Removing devel/ncurses and reinstalling x11/rxvt-unicode give no error, but when devel/ncurses is installed again the error come back together.

Then, without devel/ncurses  installed, there is only the rxvt-unicode.terminfo file at /usr/local/share/misc. However, when devel/ncurses come back to the game some more files appear: terminfo.db, terminfo.db.default. Also, a folder called tabset with those files inside: std, stdcrt, vt100, vt300.

Wherever ncurses is installed or not the *env* does not change (I rebooted to be sure): `TERMINFO=/usr/local/share/misc/terminfo.db`

It does appear x11/rxvt-unicode use the rxvt-unicode.terminfo when there is not the terminfo.db file.

So, I do not have idea on how to solve it.


----------



## rigoletto@ (Sep 13, 2017)

Looking on devel/ncurses WEBSITE for its 'terminfo database' and it seem those 'unknown capabilities' are actually in there.

I do not know why they are not present when I install devel/ncurses in here. 

EDIT: ok. The problem actually seem x11/rxvt-unicode *does not support those capabilities*, not the contrary. However x11/rxvt seem to support, at least most of them.

Now, I need to find out how to silent those errors.


----------



## mefizto (Oct 5, 2017)

Hi lebarondemerde,

any further progress on the issue?

Kindest regards,

M


----------



## rigoletto@ (Oct 5, 2017)

Hi mefizto ,

Unfortunately not; however, while it is annoying, I think it is harmless.


----------



## mefizto (Oct 7, 2017)

Hi lebarondemerde,

thank you.

Kindest regards,

M


----------



## bookwormep (Oct 7, 2017)

I have used x11/rxvt-unicode on all my systems. So, I am listing some sites that you may find helpful to you:
http://invisible-island.net/ncurses/ncurses-urxvt.html
http://software.schmorp.de/pkg/rxvt-unicode.html
https://www.mankier.com/1/urxvt-ml

I don't know if I have witnessed the errors you have listed on post #1, but I wanted 
to offer some help regardless. Best to you.


----------



## Minbari (Oct 11, 2017)

I don't know if it helps but I try to build rxvt-unicode on Arch GNU/Linux without option " -disable-startup-notification"




and the result was:


anyway the intriguing part is that the rxvt-unicode-terminfo packages does not exist in FreeBSD so the answer is somewhere in /devel/ncurses.

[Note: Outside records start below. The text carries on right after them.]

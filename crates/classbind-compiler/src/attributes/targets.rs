//! Attribute section target keywords.
//!
//! A section written on a declaration applies to that declaration unless it
//! names a target keyword. The keyword projects the declaration onto a
//! related program item: `return` on a method is its return value, `param`
//! on a setter is its `value` parameter, `field` on a field-like event is
//! its backing field.

use classbind_core::{AttributeTargets, ProgramItem};
use classbind_registry::ClassGraph;

use super::Declaration;

/// The recognized target keywords.
pub const KEYWORDS: [&str; 9] = [
    "assembly", "module", "type", "method", "field", "property", "event", "param", "return",
];

/// Why a target keyword could not be applied.
#[derive(Debug, Clone, Copy, PartialEq, Eq)]
pub enum TargetError {
    /// Not one of [`KEYWORDS`].
    Unknown,
    /// A known keyword with no meaning on this declaration.
    Invalid,
}

/// Project `declaration` through an optional target keyword. Returns the
/// item to attach to and the target kind attributes are checked against.
pub fn project(
    graph: &ClassGraph,
    declaration: Declaration,
    keyword: Option<&str>,
) -> Result<(ProgramItem, AttributeTargets), TargetError> {
    if let Some(keyword) = keyword {
        if !KEYWORDS.contains(&keyword) {
            return Err(TargetError::Unknown);
        }
    }

    let return_value = |method| (ProgramItem::Parameter { method, index: 0 }, AttributeTargets::RETURN_VALUE);

    match (declaration, keyword) {
        (Declaration::Unit, None | Some("assembly")) => Ok((ProgramItem::Assembly, AttributeTargets::ASSEMBLY)),
        (Declaration::Unit, Some("module")) => Ok((ProgramItem::Module, AttributeTargets::MODULE)),

        (Declaration::Type { class, .. }, None | Some("type")) => {
            Ok((ProgramItem::Class(class), graph.class(class).attribute_target()))
        }
        (Declaration::Type { invoke: Some(invoke), .. }, Some("return")) => Ok(return_value(invoke)),

        (Declaration::Method(method), None | Some("method")) => {
            let entry = graph.member(method);
            let kind = if entry.is_constructor() || entry.is_static_constructor() {
                AttributeTargets::CONSTRUCTOR
            } else {
                AttributeTargets::METHOD
            };
            Ok((ProgramItem::Member(method), kind))
        }
        (Declaration::Method(method), Some("return")) => Ok(return_value(method)),

        (Declaration::Field(field), None | Some("field")) => Ok((ProgramItem::Member(field), AttributeTargets::FIELD)),

        (Declaration::Property(property), None | Some("property")) => {
            Ok((ProgramItem::Member(property), AttributeTargets::PROPERTY))
        }

        (Declaration::Event { event, .. }, None | Some("event")) => Ok((ProgramItem::Member(event), AttributeTargets::EVENT)),
        (Declaration::Event { backing: Some(field), .. }, Some("field")) => {
            Ok((ProgramItem::Member(field), AttributeTargets::FIELD))
        }

        (Declaration::Accessor { method, .. }, None | Some("method")) => {
            Ok((ProgramItem::Member(method), AttributeTargets::METHOD))
        }
        (Declaration::Accessor { method, .. }, Some("return")) => Ok(return_value(method)),
        (Declaration::Accessor { method, value: Some(index) }, Some("param")) => {
            Ok((ProgramItem::Parameter { method, index }, AttributeTargets::PARAMETER))
        }

        (Declaration::Parameter { method, index }, None | Some("param")) => {
            Ok((ProgramItem::Parameter { method, index }, AttributeTargets::PARAMETER))
        }

        _ => Err(TargetError::Invalid),
    }
}

#[cfg(test)]
mod tests {
    use super::*;
    use classbind_core::{ClassEntry, ClassKind, MemberEntry, MemberId, Signature};

    fn make_test_graph() -> (ClassGraph, MemberId, MemberId) {
        let mut graph = ClassGraph::new();
        let class = graph.add_class(ClassEntry::new("C", "", ClassKind::Struct));
        let method = graph.add_member(MemberEntry::method("M", class, Signature::void()));
        let ctor = graph.add_member(MemberEntry::method(".ctor", class, Signature::void()));
        (graph, method, ctor)
    }

    #[test]
    fn unknown_and_inapplicable_keywords() {
        let (graph, method, _) = make_test_graph();
        assert_eq!(
            project(&graph, Declaration::Method(method), Some("banana")),
            Err(TargetError::Unknown)
        );
        assert_eq!(
            project(&graph, Declaration::Method(method), Some("field")),
            Err(TargetError::Invalid)
        );
        assert_eq!(project(&graph, Declaration::Unit, Some("type")), Err(TargetError::Invalid));
    }

    #[test]
    fn return_projects_to_parameter_zero() {
        let (graph, method, _) = make_test_graph();
        assert_eq!(
            project(&graph, Declaration::Method(method), Some("return")),
            Ok((ProgramItem::Parameter { method, index: 0 }, AttributeTargets::RETURN_VALUE))
        );
    }

    #[test]
    fn setter_param_projects_to_value() {
        let (graph, method, _) = make_test_graph();
        let setter = Declaration::Accessor { method, value: Some(2) };
        assert_eq!(
            project(&graph, setter, Some("param")),
            Ok((ProgramItem::Parameter { method, index: 2 }, AttributeTargets::PARAMETER))
        );
        let getter = Declaration::Accessor { method, value: None };
        assert_eq!(project(&graph, getter, Some("param")), Err(TargetError::Invalid));
    }

    #[test]
    fn declaration_kinds() {
        let (graph, method, ctor) = make_test_graph();
        let class = graph.member(method).owner;
        assert_eq!(
            project(&graph, Declaration::Method(ctor), None).map(|(_, k)| k),
            Ok(AttributeTargets::CONSTRUCTOR)
        );
        assert_eq!(
            project(&graph, Declaration::Type { class, invoke: None }, None),
            Ok((ProgramItem::Class(class), AttributeTargets::STRUCT))
        );
        assert_eq!(
            project(&graph, Declaration::Unit, Some("module")),
            Ok((ProgramItem::Module, AttributeTargets::MODULE))
        );
        let field_like = Declaration::Event { event: method, backing: Some(ctor) };
        assert_eq!(
            project(&graph, field_like, Some("field")).map(|(item, _)| item),
            Ok(ProgramItem::Member(ctor))
        );
    }
}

> 08 Oct 2015 14:12:53 *9.21_1*
> 
> amdmi3
> 
> ...


----------



## rigoletto@ (Oct 11, 2017)

Hi Minbari

While FreeBSD does not have the "rxvt-unicode-terminfo" package, it is installed at /usr/local/share/misc/rxvt-unicode.terminfo by x11/rxvt-unicode itself.

In fact it works fine (no errors) until you have devel/ncurses installed from ports. devel/ncurses install the terminfo.db file what is in $TERMINFO by default.

What happens is the devel/ncurses terminfo.db brings many capabilities not supported by x11/rxvt-unicode (but seems to be by x11/rxvt for instance), and that is why I get those errors.

So, I understand those errors are harmless.

I have devel/ncurses installed from ports because it is an audio/ncmpcpp dependency. If devel/ncurses is removed the errors disappear.

The solution, I think, would be make x11/rxvt-unicode read /usr/share/misc/termcap.db first, and if it is not present read $TERMINFO instead, but I do not know how to do that, neither if it could bring more/others problems.

Thanks!


----------



## free-and-bsd (Nov 27, 2017)

I have more serious problems with that: urxvt refuses to recognize terminus-font, which it used to work with all this while. And yes, I had the same error upon upgrade. It used to work fine, ncurses or not.


----------



## aragats (Nov 27, 2017)

As a work-around for now here is a working version I always keep in my home directory, it's compiled with a few custom variants of Cyrillic characters though:
terminus-font.tar
It's supposed to go to /usr/local/share/fonts/terminus-font/.


----------



## free-and-bsd (Nov 27, 2017)

Why, thank you so much . I've found a solution and posted in that other thread.


----------